Climate effects on fish body size-trophic position relationship depend on ecosystem type

The energetic demand of consumers increases with body size and temperature. This implies that energetic constraints may limit the trophic position of larger consumers, which is expected to be lower in tropical than in temperate regions to compensate for energy limitation. Using a global dataset of 3635 marine and freshwater ray-finned fish species, we addressed if and how climate affects the fish body size-trophic position relationship in both freshwater and marine ecosystems, while controlling for the effects of taxonomic affiliation. We observed significant fish body size-trophic position relationships for different ecosystems. However, only in freshwater systems larger tropical fish presented a significantly lower trophic position than their temperate counterparts. Climate did not affect the fish body size-trophic position relationship in marine systems. Our results suggest that larger tropical freshwater fish may compensate for higher energetic constraints feeding at lower trophic positions, compared to their temperate counterparts of similar body size.
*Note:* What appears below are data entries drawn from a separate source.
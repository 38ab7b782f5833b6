//! Local-first shopping cart with server reconciliation.
//!
//! The server owns cart truth; this cache keeps a locally persisted copy
//! for instant display and converges on the server after every mutation by
//! refetching the whole cart ("resync") rather than merging partial
//! results. Simplicity over efficiency, deliberately.
//!
//! Failure stance is fail-safe: when a resync fails, the local cart is
//! emptied rather than risking a stale or wrong total on screen. Mutations
//! are not serialized against each other; if two race, the last resync to
//! complete wins, and the next resync self-corrects.

use std::collections::HashSet;
use std::sync::Arc;

use chrono::{DateTime, Utc};
use parking_lot::RwLock;
use rust_decimal::Decimal;
use serde::{Deserialize, Serialize};
use tracing::{instrument, warn};

use clementine_core::{OrderId, ProductId};

use crate::catalog::CatalogClient;
use crate::error::ApiError;
use crate::http::ApiClient;
use crate::notify::{Notification, Notifier, UndoAction};
use crate::storage::{ProfileStore, keys};

/// One product in the cart, with its display snapshot captured at add time.
///
/// A quantity of zero is equivalent to absence; such lines are dropped,
/// never retained.
#[derive(Debug, Clone, PartialEq, Serialize, Deserialize)]
#[serde(rename_all = "camelCase")]
pub struct CartLine {
    /// Product this line refers to; unique within a cart.
    pub product_id: ProductId,
    /// Number of units, always >= 1 in cache state.
    pub quantity: u32,
    /// Denormalized display data.
    pub product: crate::catalog::ProductSnapshot,
}

/// Persisted envelope for the cart, so a reload before the next resync
/// still shows the last known state.
#[derive(Debug, Serialize, Deserialize)]
#[serde(rename_all = "camelCase")]
struct StoredCart {
    saved_at: DateTime<Utc>,
    lines: Vec<CartLine>,
}

#[derive(Debug, Serialize)]
#[serde(rename_all = "camelCase")]
struct LineBody<'a> {
    product_id: &'a ProductId,
    #[serde(skip_serializing_if = "Option::is_none")]
    quantity: Option<u32>,
}

#[derive(Debug, Serialize)]
struct CouponBody<'a> {
    code: &'a str,
}

#[derive(Debug, Deserialize)]
#[serde(rename_all = "camelCase")]
struct OrderConfirmation {
    order_id: OrderId,
}

/// Locally cached, server-reconciled shopping cart.
///
/// Cheap to clone; clones share state.
#[derive(Clone)]
pub struct CartCache {
    inner: Arc<CartInner>,
}

struct CartInner {
    api: ApiClient,
    catalog: CatalogClient,
    store: ProfileStore,
    notifier: Arc<dyn Notifier>,
    lines: RwLock<Vec<CartLine>>,
}

impl CartCache {
    /// Create the cache, seeding state from storage.
    ///
    /// A missing or corrupt persisted cart yields an empty one; the first
    /// [`CartCache::load`] replaces whatever was seeded anyway.
    #[must_use]
    pub fn new(
        api: ApiClient,
        catalog: CatalogClient,
        store: ProfileStore,
        notifier: Arc<dyn Notifier>,
    ) -> Self {
        let seeded = store
            .get(keys::CART)
            .and_then(|raw| match serde_json::from_str::<StoredCart>(&raw) {
                Ok(stored) => Some(stored.lines),
                Err(err) => {
                    warn!(error = %err, "Persisted cart is corrupt, starting empty");
                    None
                }
            })
            .unwrap_or_default();

        Self {
            inner: Arc::new(CartInner {
                api,
                catalog,
                store,
                notifier,
                lines: RwLock::new(normalize_lines(seeded)),
            }),
        }
    }

    /// Current cart lines.
    #[must_use]
    pub fn lines(&self) -> Vec<CartLine> {
        self.inner.lines.read().clone()
    }

    /// Sum of `quantity * unit price` over all lines.
    #[must_use]
    pub fn subtotal(&self) -> Decimal {
        self.inner
            .lines
            .read()
            .iter()
            .map(|line| line.product.price.amount * Decimal::from(line.quantity))
            .sum()
    }

    // =========================================================================
    // Server reconciliation
    // =========================================================================

    /// Refetch the authoritative cart and replace local state with it.
    ///
    /// On failure the local cart is emptied (never show a cart that might
    /// be wrong after a failed sync) and an error notification is emitted.
    #[instrument(skip(self))]
    pub async fn load(&self) {
        match self.inner.api.get_json::<Vec<CartLine>>("/cart").await {
            Ok(lines) => self.inner.replace(lines),
            Err(err) => {
                warn!(error = %err, "Cart resync failed, emptying local cart");
                self.inner.replace(Vec::new());
                self.inner
                    .notifier
                    .notify(Notification::error("Failed to load cart."));
            }
        }
    }

    /// Add `quantity` units of a product, then resync.
    ///
    /// The success notification carries the product snapshot and an undo
    /// descriptor that removes the product again.
    ///
    /// # Errors
    ///
    /// Returns an error (after emitting an error notification) if the
    /// snapshot fetch or the add request fails; local state then remains
    /// as of the last successful resync.
    #[instrument(skip(self), fields(product_id = %product_id))]
    pub async fn add(&self, product_id: &ProductId, quantity: u32) -> Result<(), ApiError> {
        let snapshot = match self.inner.catalog.get_product(product_id).await {
            Ok(snapshot) => snapshot,
            Err(err) => {
                self.inner
                    .notifier
                    .notify(Notification::error("Failed to add item to cart."));
                return Err(err);
            }
        };

        let body = LineBody {
            product_id,
            quantity: Some(quantity),
        };
        if let Err(err) = self.inner.api.post_unit("/cart/add", &body).await {
            self.inner
                .notifier
                .notify(Notification::error(err.user_message()));
            return Err(err);
        }

        self.load().await;

        self.inner.notifier.notify(
            Notification::success("Item added to cart!")
                .with_product(snapshot)
                .with_undo(UndoAction::CartAdd {
                    product_id: product_id.clone(),
                }),
        );
        Ok(())
    }

    /// Remove a product entirely, then resync.
    ///
    /// # Errors
    ///
    /// Returns an error (after notifying) if the remove request fails.
    #[instrument(skip(self), fields(product_id = %product_id))]
    pub async fn remove(&self, product_id: &ProductId) -> Result<(), ApiError> {
        let body = LineBody {
            product_id,
            quantity: None,
        };
        if let Err(err) = self.inner.api.post_unit("/cart/remove", &body).await {
            self.inner
                .notifier
                .notify(Notification::error(err.user_message()));
            return Err(err);
        }

        self.load().await;
        self.inner
            .notifier
            .notify(Notification::success("Item removed from cart."));
        Ok(())
    }

    /// Set a product's quantity, then resync.
    ///
    /// A quantity of zero is passed through; the backend interprets it as
    /// removal.
    ///
    /// # Errors
    ///
    /// Returns an error (after notifying) if the update request fails.
    #[instrument(skip(self), fields(product_id = %product_id))]
    pub async fn update(&self, product_id: &ProductId, quantity: u32) -> Result<(), ApiError> {
        let body = LineBody {
            product_id,
            quantity: Some(quantity),
        };
        if let Err(err) = self.inner.api.post_unit("/cart/update", &body).await {
            self.inner
                .notifier
                .notify(Notification::error(err.user_message()));
            return Err(err);
        }

        self.load().await;
        self.inner
            .notifier
            .notify(Notification::success("Cart updated."));
        Ok(())
    }

    /// Apply a coupon code to the cart, then resync.
    ///
    /// # Errors
    ///
    /// Returns an error (after notifying) if the coupon is rejected.
    #[instrument(skip(self))]
    pub async fn apply_coupon(&self, code: &str) -> Result<(), ApiError> {
        let body = CouponBody { code };
        if let Err(err) = self.inner.api.post_unit("/cart/apply-coupon", &body).await {
            self.inner
                .notifier
                .notify(Notification::error(err.user_message()));
            return Err(err);
        }

        self.load().await;
        self.inner
            .notifier
            .notify(Notification::success("Coupon applied."));
        Ok(())
    }

    /// Place an order for the current cart, then clear it locally.
    ///
    /// The order-placement flow empties the server cart, so no round trip
    /// is spent confirming that; the local clear is immediate.
    ///
    /// # Errors
    ///
    /// Returns an error (after notifying) if order placement fails; the
    /// cart is left untouched.
    #[instrument(skip(self))]
    pub async fn place_order(&self) -> Result<OrderId, ApiError> {
        let confirmation: OrderConfirmation =
            match self.inner.api.post_json("/orders", &serde_json::json!({})).await {
                Ok(confirmation) => confirmation,
                Err(err) => {
                    self.inner
                        .notifier
                        .notify(Notification::error(err.user_message()));
                    return Err(err);
                }
            };

        self.clear();
        self.inner
            .notifier
            .notify(Notification::success("Order placed!"));
        Ok(confirmation.order_id)
    }

    /// Clear local state without a server round trip.
    pub fn clear(&self) {
        self.inner.replace(Vec::new());
    }

    /// Resolve an undo descriptor against the cart's public API.
    ///
    /// # Errors
    ///
    /// Returns an error if the reversing operation fails.
    pub async fn apply_undo(&self, action: &UndoAction) -> Result<(), ApiError> {
        match action {
            UndoAction::CartAdd { product_id } => self.remove(product_id).await,
        }
    }
}

impl CartInner {
    /// Replace in-memory state and mirror it to storage (write-through).
    fn replace(&self, lines: Vec<CartLine>) {
        let lines = normalize_lines(lines);
        let stored = StoredCart {
            saved_at: Utc::now(),
            lines: lines.clone(),
        };

        match serde_json::to_string(&stored) {
            Ok(serialized) => {
                if let Err(err) = self.store.set(keys::CART, serialized) {
                    warn!(error = %err, "Failed to persist cart");
                }
            }
            Err(err) => warn!(error = %err, "Failed to serialize cart"),
        }

        *self.lines.write() = lines;
    }
}

/// Enforce cart invariants on a freshly received line set: zero-quantity
/// lines are dropped and duplicate product ids collapse to the first
/// occurrence.
fn normalize_lines(lines: Vec<CartLine>) -> Vec<CartLine> {
    let mut seen = HashSet::new();
    lines
        .into_iter()
        .filter(|line| line.quantity > 0)
        .filter(|line| seen.insert(line.product_id.clone()))
        .collect()
}

#[cfg(test)]
mod tests {
    use super::*;
    use crate::notify::RecordingNotifier;
    use clementine_core::{CurrencyCode, Price};

    fn snapshot(id: &str, cents: i64) -> crate::catalog::ProductSnapshot {
        crate::catalog::ProductSnapshot {
            id: ProductId::new(id),
            name: format!("Product {id}"),
            price: Price::new(Decimal::new(cents, 2), CurrencyCode::USD),
            image_url: None,
        }
    }

    fn line(id: &str, quantity: u32, cents: i64) -> CartLine {
        CartLine {
            product_id: ProductId::new(id),
            quantity,
            product: snapshot(id, cents),
        }
    }

    fn cache(dir: &std::path::Path) -> CartCache {
        let store = ProfileStore::open(dir, "default").expect("open store");
        let api = ApiClient::new(&url::Url::parse("http://localhost:9").expect("url"));
        CartCache::new(
            api.clone(),
            CatalogClient::new(api),
            store,
            RecordingNotifier::shared(),
        )
    }

    #[test]
    fn test_normalize_drops_zero_quantity() {
        let normalized = normalize_lines(vec![line("p-1", 2, 500), line("p-2", 0, 300)]);
        assert_eq!(normalized.len(), 1);
        assert!(normalized.iter().all(|l| l.quantity >= 1));
    }

    #[test]
    fn test_normalize_deduplicates_by_product_id() {
        let normalized = normalize_lines(vec![
            line("p-1", 2, 500),
            line("p-1", 5, 500),
            line("p-2", 1, 300),
        ]);
        assert_eq!(normalized.len(), 2);
        assert_eq!(normalized.first().map(|l| l.quantity), Some(2));
    }

    #[test]
    fn test_persistence_roundtrip() {
        let dir = tempfile::tempdir().expect("tempdir");
        {
            let cart = cache(dir.path());
            cart.inner
                .replace(vec![line("p-1", 2, 1999), line("p-2", 1, 500)]);
        }

        // A fresh cache over the same store shows the last known cart
        // before any resync has run.
        let reloaded = cache(dir.path());
        assert_eq!(
            reloaded.lines(),
            vec![line("p-1", 2, 1999), line("p-2", 1, 500)]
        );
    }

    #[test]
    fn test_corrupt_persisted_cart_starts_empty() {
        let dir = tempfile::tempdir().expect("tempdir");
        let store = ProfileStore::open(dir.path(), "default").expect("open store");
        store.set(keys::CART, "{broken").expect("set");

        let cart = cache(dir.path());
        assert!(cart.lines().is_empty());
    }

    #[test]
    fn test_subtotal() {
        let dir = tempfile::tempdir().expect("tempdir");
        let cart = cache(dir.path());
        cart.inner
            .replace(vec![line("p-1", 2, 1999), line("p-2", 1, 500)]);

        // 2 * 19.99 + 1 * 5.00
        assert_eq!(cart.subtotal(), Decimal::new(4498, 2));
    }

    #[test]
    fn test_clear_empties_and_persists() {
        let dir = tempfile::tempdir().expect("tempdir");
        let cart = cache(dir.path());
        cart.inner.replace(vec![line("p-1", 2, 1999)]);

        cart.clear();
        assert!(cart.lines().is_empty());

        let reloaded = cache(dir.path());
        assert!(reloaded.lines().is_empty());
    }
}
The lower latitudinal temperature range in marine ecosystems and/or their larger ecosystem size may attenuate and/or compensate for the energy limitation of larger marine fish. Based on our results, temperature may determine macroecological patterns of aquatic food webs, but its effect is contingent on ecosystem type. We suggest that freshwater ecosystems may be more sensitive to warming-induced alterations in food web topology and food chain length than marine ecosystems.